Harvard Business School professor Benjamin Edelman also runs a business that detects fraudulent traffic. He has some 40 clients, and his 150 computers—they run 24 hours a day in nine countries—track down malicious software that delivers fake traffic. Edelman received a huge amount of attention earlier this year when he posted a blog accusing the Internet ad sales firm Blinkx of inflating client sales numbers with fake traffic. Blinkx stock fell about 37 percent in the wake of these claims, which the company has denied.

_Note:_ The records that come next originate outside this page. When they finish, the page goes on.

// SPDX-License-Identifier: Apache-2.0
// Copyright 2024-2026 Qbitel Inc.

//! Keyed digest over the certificate region
//!
//! The region tag is a two-level HMAC-SHA256: a sub-key is derived by
//! keying the label `"RSA\0"` under the endorsement seed, and the region body
//! is then keyed under that sub-key.

use crate::error::{CryptoError, CryptoResult};
use crate::zeroize_utils::{constant_time_eq, SecureBuffer};
use ek_common::constants::REGION_SUBKEY_LABEL;
use hmac::{Hmac, Mac};
use sha2::Sha256;

type HmacSha256 = Hmac<Sha256>;

/// HMAC-SHA256 output size
pub const REGION_MAC_SIZE: usize = 32;

/// Derive the region sub-key from the endorsement seed
///
/// # Errors
///
/// Returns `CryptoError::InvalidKey` if the MAC rejects the seed length.
pub fn region_subkey(seed: &[u8]) -> CryptoResult<SecureBuffer<REGION_MAC_SIZE>> {
    let mut mac = HmacSha256::new_from_slice(seed).map_err(|_| CryptoError::InvalidKey)?;
    mac.update(REGION_SUBKEY_LABEL);
    let mut subkey = SecureBuffer::new();
    subkey.as_mut_bytes().copy_from_slice(&mac.finalize().into_bytes());
    Ok(subkey)
}

/// Compute the tag over `body` for a region provisioned under `seed`
///
/// # Errors
///
/// Returns `CryptoError::InvalidKey` if the MAC rejects a key length.
pub fn region_tag(seed: &[u8], body: &[u8]) -> CryptoResult<[u8; REGION_MAC_SIZE]> {
    let subkey = region_subkey(seed)?;
    let mut mac =
        HmacSha256::new_from_slice(subkey.as_slice()).map_err(|_| CryptoError::InvalidKey)?;
    mac.update(body);
    Ok(mac.finalize().into_bytes().into())
}

/// Check `tag` against the recomputed tag over `body`
///
/// Any MAC failure counts as a mismatch.
#[must_use]
pub fn verify_region_tag(seed: &[u8], body: &[u8], tag: &[u8]) -> bool {
    match region_tag(seed, body) {
        Ok(expected) => constant_time_eq(&expected, tag),
        Err(_) => false,
    }
}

The IAB has established a task force called Traffic of Good Intent, which recommends a number of business practices that advertisers can take to reduce fraud. Among them is measuring traffic by driving users to sites that generate undisputed human activity, such as making a purchase. The problem is that marketers still want to track any impressions that may have led a final purchase, to have more accurate attributions that leads to a purchase They also want access to sites that may improve their return on investment (ROI) by targeting a larger audience at low cost. Additionally, the IAB now certifies ad-technology companies under its Quality Assurance Guidelines, signifying that the companies have adopted recommended approaches for brand safety and self-regulation.

Some level of fraud is inevitable. But marketers need to be aware of the risk and to work with industry experts who have a keen sense of where the biggest risks lie. “Our policy is, if it’s weird, we block it,” says Krishna Boppana, head of data science at Digilant, a customized programmatic media solutions company in Boston. “We go beyond that, though. Last year, we detected that some very popular domains were stuffed with bots whenever they were sold by third parties.”

The result: “We now have a policy that blocks [sales of such inventory]  from anyone other than Google’s own exchange, DoubleClick,” Boppana says. “In doing so, we are taking the guesswork out of the equation and ensuring that our clients are buying impressions that are legitimate.”